When I was a student at St Bonaventure University trying to study philosophy, there was a Franciscan father called “The Spike.” He taught World History and very frequently came to class tipsy from the high alcoholic content in his blood. On the first day of class, he put us all, with the exception of the five women in our class, in alphabetical order, and the first words he said to us were these: “I take attendance. He, or she, who cuts three classes, will not be promoted.” Then, he called for the five girls and dictated: “You five sit in the first row. And keep your legs crossed. Shut the gates of Hell!” There were chuckles from the thirty-or-so male students in the class, but the women looked mortified. “The Spike” felt proud and thought he was being witty.
It should be noted that not until the Women's Movement in the 1960s did Roman Catholic nuns shed that headgear which had covered all their hair for two millennia!


R E M A R K S


J'accuse! Yes, I accuse the Roman Catholic Church of a host of un-Christian-like activities that have been on-going for centuries! I accuse the RCC of a subliminal spiritual manipulation that would make Madison Avenue jealous. I accuse the RCC of participating, for its advantage, in some of the most horrendous episodes in the history of mankind.
No more crosses will be fanned over the swords of Spanish marauders, nor will they be aired over parked B-52s waiting in line to kill innocent people from the height of 30,000 feet. Amen for them!

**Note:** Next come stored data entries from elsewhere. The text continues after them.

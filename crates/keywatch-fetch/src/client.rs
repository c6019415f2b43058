//! HTTP client for the key server.

use crate::{parse_index, url::archive_url};
use async_trait::async_trait;
use bytes::Bytes;
use keywatch_detect::{ArchiveDownloader, ConfigurationSource, RemoteIndexSource};
use keywatch_types::{DownloadedPackage, ExposureConfiguration, FetchError};
use reqwest::Client;
use serde::{Deserialize, Serialize};
use std::time::Duration;
use tracing::{debug, warn};

/// Configuration for the key server client.
#[derive(Debug, Clone, PartialEq, Eq, Serialize, Deserialize)]
#[serde(default)]
pub struct ClientConfig {
    /// URL of the newline-separated archive index.
    pub index_url: String,
    /// Host that relative index entries are resolved against.
    pub archive_base_url: String,
    /// URL of the matching configuration JSON.
    pub configuration_url: String,
    /// Request timeout in seconds.
    pub timeout_secs: u64,
    /// Retry attempts for server errors and transient transport failures.
    pub max_retries: u32,
    /// Base delay for exponential backoff (in milliseconds).
    pub base_delay_ms: u64,
    /// Maximum delay between retries (in milliseconds).
    pub max_delay_ms: u64,
    /// User agent string.
    pub user_agent: String,
}

impl Default for ClientConfig {
    fn default() -> Self {
        Self {
            index_url: "http://localhost:8080/exposureKeyExport/index.txt".to_string(),
            archive_base_url: "http://localhost:8080".to_string(),
            configuration_url: "http://localhost:8080/exposureConfiguration.json".to_string(),
            timeout_secs: 30,
            // Failed runs are retried by the next scheduled run
            max_retries: 0,
            base_delay_ms: 500,
            max_delay_ms: 5_000,
            user_agent: format!("keywatch/{}", env!("CARGO_PKG_VERSION")),
        }
    }
}

impl ClientConfig {
    /// Returns the request timeout.
    #[must_use]
    pub const fn timeout(&self) -> Duration {
        Duration::from_secs(self.timeout_secs)
    }
}

/// HTTP client for the index, key archives and matching configuration.
#[derive(Debug, Clone)]
pub struct KeyServerClient {
    client: Client,
    config: ClientConfig,
}

impl KeyServerClient {
    /// Creates a new client with the given configuration.
    ///
    /// # Errors
    ///
    /// Returns an error if the HTTP client cannot be created.
    pub fn new(config: ClientConfig) -> Result<Self, FetchError> {
        let client = Client::builder()
            .pool_idle_timeout(Duration::from_secs(90))
            .tcp_nodelay(true)
            .timeout(config.timeout())
            .connect_timeout(Duration::from_secs(10))
            .user_agent(&config.user_agent)
            .gzip(true)
            .build()
            .map_err(|e| FetchError::Http(e.to_string()))?;
        Ok(Self { client, config })
    }

    /// Creates a client with default configuration.
    ///
    /// # Errors
    ///
    /// Returns an error if the HTTP client cannot be created.
    pub fn with_defaults() -> Result<Self, FetchError> {
        Self::new(ClientConfig::default())
    }

    /// Returns the client configuration.
    #[must_use]
    pub const fn config(&self) -> &ClientConfig {
        &self.config
    }

    /// Fetches a URL, retrying server errors, rate limiting and transient
    /// transport failures.
    async fn get_bytes(&self, url: &str) -> Result<Bytes, FetchError> {
        let mut attempts = 0;

        loop {
            match self.client.get(url).send().await {
                Ok(response) => {
                    let status = response.status();
                    let retryable = status.is_server_error()
                        || status == reqwest::StatusCode::TOO_MANY_REQUESTS;
                    if retryable && attempts < self.config.max_retries {
                        attempts += 1;
                        warn!(url, status = status.as_u16(), attempts, "retrying request");
                        tokio::time::sleep(self.backoff_delay(attempts)).await;
                        continue;
                    }
                    if !status.is_success() {
                        return Err(FetchError::ServerError {
                            url: url.to_string(),
                            status: status.as_u16(),
                        });
                    }
                    return response
                        .bytes()
                        .await
                        .map_err(|e| FetchError::Http(e.to_string()));
                }
                Err(e) if is_retryable(&e) && attempts < self.config.max_retries => {
                    attempts += 1;
                    warn!(url, error = %e, attempts, "retrying request");
                    tokio::time::sleep(self.backoff_delay(attempts)).await;
                }
                Err(e) => return Err(FetchError::Http(e.to_string())),
            }
        }
    }

    /// Exponential backoff capped at the configured maximum.
    fn backoff_delay(&self, attempt: u32) -> Duration {
        let delay = self
            .config
            .base_delay_ms
            .saturating_mul(1u64 << attempt.min(10))
            .min(self.config.max_delay_ms);
        Duration::from_millis(delay)
    }
}

fn is_retryable(error: &reqwest::Error) -> bool {
    if error.is_builder() {
        return false;
    }
    error.is_timeout() || error.is_connect() || error.is_request()
}

#[async_trait]
impl RemoteIndexSource for KeyServerClient {
    async fn fetch_index(&self) -> Result<Vec<String>, FetchError> {
        let url = &self.config.index_url;
        let body = self.get_bytes(url).await?;
        let text = std::str::from_utf8(&body).map_err(|e| FetchError::InvalidBody {
            url: url.clone(),
            reason: e.to_string(),
        })?;
        let paths = parse_index(text);
        debug!(url = %url, archives = paths.len(), "fetched archive index");
        Ok(paths)
    }
}

#[async_trait]
impl ArchiveDownloader for KeyServerClient {
    async fn download(&self, path: &str) -> Result<DownloadedPackage, FetchError> {
        let url = archive_url(&self.config.archive_base_url, path)?;
        let bytes = self.get_bytes(&url).await?;
        debug!(url = %url, bytes = bytes.len(), "downloaded key archive");
        Ok(DownloadedPackage::new(path.to_string(), bytes))
    }
}

#[async_trait]
impl ConfigurationSource for KeyServerClient {
    async fn fetch_configuration(&self) -> Result<ExposureConfiguration, FetchError> {
        let url = &self.config.configuration_url;
        let body = self.get_bytes(url).await?;
        serde_json::from_slice(&body).map_err(|e| FetchError::InvalidBody {
            url: url.clone(),
            reason: e.to_string(),
        })
    }
}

J'accuse the following Roman Catholic priests of attempting to engage me, unwillingly, in sexual activity that they deemed natural to themselves, but I believed not to be:
· Father Kirrane, Cathedral Preparatory, Brooklyn, New York
· Father O'Connell, Cathedral Preparatory, Brooklyn, New York
· Father Alvin, St Bonaventure Univesity, Olean, New York
· Father Flanagan, St Bonaventure University, Olean, New York
· Father Luke, St Bonaventure Univerity, Olean, New York

And, Amen to them, too!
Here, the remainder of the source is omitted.